/YouML

A Machine Learning Platform

Primary LanguagePython

Table of Contents

INTRODUCTION

The macOS application resides in this repository is named YouML which stands for “Your (free) Machine Learning (toolkit).” It intends to provide the machine learning community a free and no-code toolkit for preprocessing data and building machine learning models. Several key features will be released after no major bug can be found in the current version. The ultimate goal is to deliver a platform where users can obtain solutions to address tough problems in their machine learning tasks.

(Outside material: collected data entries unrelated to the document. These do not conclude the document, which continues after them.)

//! Orchestrator - runs Detect, Predict, Heal and Verify under one deadline
//!
//! Every invocation holds its target's lock for its whole lifetime and
//! yields exactly one [`HealingReport`]. The remaining budget is checked
//! before each phase, and the running phase is cancelled when the total
//! deadline passes.

use std::future::Future;
use std::time::Duration;

use chrono::{DateTime, Utc};
use tokio::time::Instant;
use tracing::{debug, error, info, warn};
use uuid::Uuid;

use super::detector::{AnomalyDetector, Detection};
use super::executor::RemediationExecutor;
use super::fetcher::MetricWindowFetcher;
use super::history::ReportHistory;
use super::lock::TargetLocks;
use super::models::*;
use super::predictor::RiskPredictor;
use super::verifier::HealthVerifier;
use crate::backend::Backends;
use crate::config::Config;
use crate::error::HealError;

pub struct Orchestrator {
    fetcher: MetricWindowFetcher,
    detector: AnomalyDetector,
    predictor: RiskPredictor,
    executor: RemediationExecutor,
    verifier: HealthVerifier,
    locks: TargetLocks,
    history: ReportHistory,
    total_deadline: Duration,
    min_phase_budget: Duration,
    window: Duration,
    fallback_to_restart: bool,
}

impl Orchestrator {
    pub fn new(config: &Config, backends: Backends) -> Self {
        let detector = AnomalyDetector::new(config.thresholds);

        Self {
            fetcher: MetricWindowFetcher::new(backends.metrics.clone(), &config.fetcher),
            detector: detector.clone(),
            predictor: RiskPredictor::new(backends.oracle, &config.predictor),
            executor: RemediationExecutor::new(backends.compute, &config.executor),
            verifier: HealthVerifier::new(
                backends.probe,
                MetricWindowFetcher::new(backends.metrics, &config.fetcher),
                detector,
                &config.verifier,
            ),
            locks: TargetLocks::new(),
            history: ReportHistory::new(config.server.history_capacity),
            total_deadline: config.heal.total_deadline(),
            min_phase_budget: config.heal.min_phase_budget(),
            window: config.heal.window(),
            fallback_to_restart: config.executor.fallback_to_restart,
        }
    }

    pub fn is_healing(&self, target_id: &str) -> bool {
        self.locks.is_held(target_id)
    }

    pub fn in_flight_count(&self) -> usize {
        self.locks.in_flight_count()
    }

    pub fn history(&self) -> &ReportHistory {
        &self.history
    }

    pub fn oracle_id(&self) -> &str {
        self.predictor.oracle_id()
    }

    /// Run one healing invocation for `target_id`.
    ///
    /// The only error is `AlreadyHealing`; every other outcome, including
    /// aborts, is a report with a terminal `final_state`.
    pub async fn heal(
        &self,
        target_id: &str,
        alert_message: Option<&str>,
    ) -> Result<HealingReport, HealError> {
        let invocation_id = Uuid::new_v4().to_string();

        let Some(guard) = self.locks.try_acquire(target_id, &invocation_id) else {
            warn!(target_id, "Healing already in flight, rejecting");
            return Err(HealError::AlreadyHealing(target_id.to_string()));
        };

        info!(target_id, %invocation_id, alert = ?alert_message, "Healing invocation started");

        let mut inv = Invocation::new(invocation_id, target_id, alert_message, self.total_deadline);
        self.run(&mut inv, target_id, alert_message).await;
        let report = inv.into_report();

        drop(guard);

        match report.final_state {
            HealState::AbortedError => error!(
                target_id,
                invocation_id = %report.invocation_id,
                error = ?report.error.as_ref().map(|e| &e.message),
                elapsed_ms = report.total_elapsed_ms,
                "Healing invocation aborted"
            ),
            state => info!(
                target_id,
                invocation_id = %report.invocation_id,
                final_state = %state,
                action = %report.action_taken(),
                elapsed_ms = report.total_elapsed_ms,
                "Healing invocation finished"
            ),
        }

        self.history.record(report.clone()).await;
        Ok(report)
    }

    async fn run(&self, inv: &mut Invocation, target_id: &str, alert_message: Option<&str>) {
        let deadline = inv.deadline;

        // DETECT
        let detect = async {
            match self.fetcher.fetch(target_id, self.window, deadline).await {
                Ok(window) => {
                    let detection = self.detector.detect(&window);
                    Ok((window, detection))
                }
                Err(HealError::EmptyWindow { .. }) => Ok((
                    MetricWindow::empty(target_id),
                    Detection {
                        violations: Vec::new(),
                        insufficient_data: true,
                    },
                )),
                Err(e) => Err(e),
            }
        };
        let Some((window, detection)) = self.run_phase(inv, Phase::Detect, self.min_phase_budget, detect).await
        else {
            return;
        };

        inv.violations = detection.violations;
        inv.insufficient_data = detection.insufficient_data;

        if inv.violations.is_empty() {
            if inv.insufficient_data {
                warn!(target_id, "No telemetry in window, nothing to judge");
            }
            inv.transition(HealState::ResolvedNoop);
            return;
        }

        // PREDICT
        let violations = inv.violations.clone();
        let predict = self.predictor.assess(&window, &violations, alert_message, deadline);
        let Some(assessment) = self.run_phase(inv, Phase::Predict, self.min_phase_budget, predict).await
        else {
            return;
        };

        let mut action = assessment.recommended_action;
        let degraded = assessment.degraded;
        inv.assessment = Some(assessment);

        if degraded || action == RecommendedAction::None {
            debug!(target_id, degraded, "No remediation warranted");
            inv.transition(HealState::ResolvedNoop);
            return;
        }

        loop {
            // HEAL
            let mut issued = None;
            let heal = async {
                let remediation = self.executor.issue(target_id, action, None).await?;
                self.executor.settle(issued.insert(remediation)).await;
                Ok::<_, HealError>(())
            };
            let budget = self.min_phase_budget + self.executor.settle_delay();
            let healed = self.run_phase(inv, Phase::Heal, budget, heal).await;
            inv.remediations.extend(issued);
            if healed.is_none() {
                return;
            }

            // VERIFY
            let verify = self.verifier.verify(target_id, &violations, deadline);
            let Some(verification) = self.run_phase(inv, Phase::Verify, self.min_phase_budget, verify).await
            else {
                return;
            };

            let healthy = verification.healthy;
            inv.verification = Some(verification);

            if healthy {
                inv.transition(HealState::Resolved);
                return;
            }

            if self.fallback_to_restart && action == RecommendedAction::ScaleUp {
                warn!(target_id, "Scale-up did not clear violations, falling back to restart");
                action = RecommendedAction::Restart;
                continue;
            }

            inv.transition(HealState::Escalated);
            return;
        }
    }

    /// Run one phase under the invocation's deadline.
    ///
    /// `None` means the invocation has been aborted and no further phase
    /// may run.
    async fn run_phase<T>(
        &self,
        inv: &mut Invocation,
        phase: Phase,
        min_budget: Duration,
        work: impl Future<Output = Result<T, HealError>>,
    ) -> Option<T> {
        let offset_ms = inv.elapsed_ms();
        let remaining = inv.remaining();

        if remaining < min_budget {
            warn!(
                target_id = %inv.target_id,
                ?phase,
                remaining_ms = remaining.as_millis() as u64,
                needed_ms = min_budget.as_millis() as u64,
                "Insufficient budget, aborting before phase"
            );
            inv.record(
                phase,
                PhaseStatus::Skipped,
                offset_ms,
                0,
                Some(format!(
                    "{} ms remaining, {} ms needed",
                    remaining.as_millis(),
                    min_budget.as_millis()
                )),
            );
            inv.abort(HealError::Timeout(format!("{:?} phase", phase).to_lowercase()));
            return None;
        }

        inv.transition(phase.state());
        let started = Instant::now();
        let outcome = tokio::time::timeout(remaining, work).await;
        let elapsed_ms = started.elapsed().as_millis() as u64;

        match outcome {
            Ok(Ok(value)) => {
                debug!(target_id = %inv.target_id, ?phase, elapsed_ms, "Phase completed");
                inv.record(phase, PhaseStatus::Completed, offset_ms, elapsed_ms, None);
                Some(value)
            }
            Ok(Err(err)) => {
                warn!(target_id = %inv.target_id, ?phase, error = %err, "Phase failed");
                inv.record(phase, PhaseStatus::Failed, offset_ms, elapsed_ms, Some(err.to_string()));
                inv.abort(err);
                None
            }
            Err(_) => {
                warn!(target_id = %inv.target_id, ?phase, elapsed_ms, "Deadline passed mid-phase, cancelled");
                inv.record(phase, PhaseStatus::TimedOut, offset_ms, elapsed_ms, None);
                inv.abort(HealError::Timeout(format!("{:?} phase", phase).to_lowercase()));
                None
            }
        }
    }
}

/// Mutable state of one in-flight invocation
struct Invocation {
    id: InvocationId,
    target_id: TargetId,
    alert_message: Option<String>,
    started_at: DateTime<Utc>,
    clock: Instant,
    deadline: Instant,
    state: HealState,
    phases: Vec<PhaseOutcome>,
    violations: Vec<Violation>,
    insufficient_data: bool,
    assessment: Option<RiskAssessment>,
    remediations: Vec<RemediationAction>,
    verification: Option<VerificationResult>,
    error: Option<HealError>,
}

impl Invocation {
    fn new(id: InvocationId, target_id: &str, alert_message: Option<&str>, budget: Duration) -> Self {
        let clock = Instant::now();
        Self {
            id,
            target_id: target_id.to_string(),
            alert_message: alert_message.map(str::to_string),
            started_at: Utc::now(),
            clock,
            deadline: clock + budget,
            state: HealState::Idle,
            phases: Vec::new(),
            violations: Vec::new(),
            insufficient_data: false,
            assessment: None,
            remediations: Vec::new(),
            verification: None,
            error: None,
        }
    }

    fn remaining(&self) -> Duration {
        self.deadline.saturating_duration_since(Instant::now())
    }

    fn elapsed_ms(&self) -> u64 {
        self.clock.elapsed().as_millis() as u64
    }

    fn transition(&mut self, next: HealState) {
        if !self.state.can_transition_to(next) {
            error!(target_id = %self.target_id, from = %self.state, to = %next, "Illegal state transition");
            return;
        }
        debug!(target_id = %self.target_id, from = %self.state, to = %next, "State transition");
        self.state = next;
    }

    fn record(
        &mut self,
        phase: Phase,
        status: PhaseStatus,
        started_at_ms: u64,
        elapsed_ms: u64,
        detail: Option<String>,
    ) {
        self.phases.push(PhaseOutcome {
            phase,
            status,
            started_at_ms,
            elapsed_ms,
            detail,
        });
    }

    fn abort(&mut self, err: HealError) {
        let next = match err {
            HealError::Timeout(_) => HealState::AbortedTimeout,
            _ => HealState::AbortedError,
        };
        self.error = Some(err);
        self.transition(next);
    }

    fn into_report(self) -> HealingReport {
        let total_elapsed_ms = self.elapsed_ms();
        HealingReport {
            invocation_id: self.id,
            target_id: self.target_id,
            alert_message: self.alert_message,
            started_at: self.started_at,
            final_state: self.state,
            phases: self.phases,
            violations: self.violations,
            insufficient_data: self.insufficient_data,
            assessment: self.assessment,
            remediations: self.remediations,
            verification: self.verification,
            error: self.error.as_ref().map(ReportError::from),
            total_elapsed_ms,
        }
    }
}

Task The number of algorithms Extra Information
Data Cleaning 3 N/A
Feature Selection 3 N/A
Data Preprocessing 35 unlimited SQL queries
Data Splitting 4 unlimited SQL queries
Machine Learning 50 23 for classification
27 for regression

PERFORMANCE

Mainstream data science libraries are employed by YouML to ensure high-efficient manipulations, they are:

TARGET GROUP

YouML is designed for entry-to-mid level users (prior knowledge of statistics is desirable), sophisticated users could purchase cloud-based machine learning products from tech giants (e.g., Microsoft, Google, Amazon) if they need such an automation toolkit.

  • Entry-level
    • machine learning learners (e.g., students)
    • programmers who intend to build and incorporate machine learning models into their programs
  • Mid-level
    • users who intend to utilize YouML as a data preprocessing toolkit and feed the preprocessed data into their model scripts
    • users who expect to pinpoint top-N machine learning models in terms of accuracy and/or efficiency (so that they can focus on N models when composing their model scripts)
    • small businesses that eager to gain insights from their data

PLAN

A preliminary technical solution to accomplish the aforementioned ultimate goal has been determined, which also includes Windows and Linux(ready-to-release) versions. I will make every effort and try to look for others to ensure on-schedule completion. What I pursue is to create an application that is/with (a):

  • Toolkit & Solution hub
  • Script-level flexibility
  • No-code & Low learning curve
  • Free

CONTACT

As a personal project, I do realize that YouML has numerous bugs because it has never been tested any user. Therefore, I’m eager to hear about your experiences - bug reports, feature requests, questions and suggestions are very welcomed.

Author: Chongya Song
Email: schongy523@gmail.com
Profile: https://www.linkedin.com/in/chongya-song/


INSTALLATION

YouML adopts the same installation approach as common Python packages (i.e., run a setup.py script), so experienced users may skip this section and directly install YouML in their preferred manners.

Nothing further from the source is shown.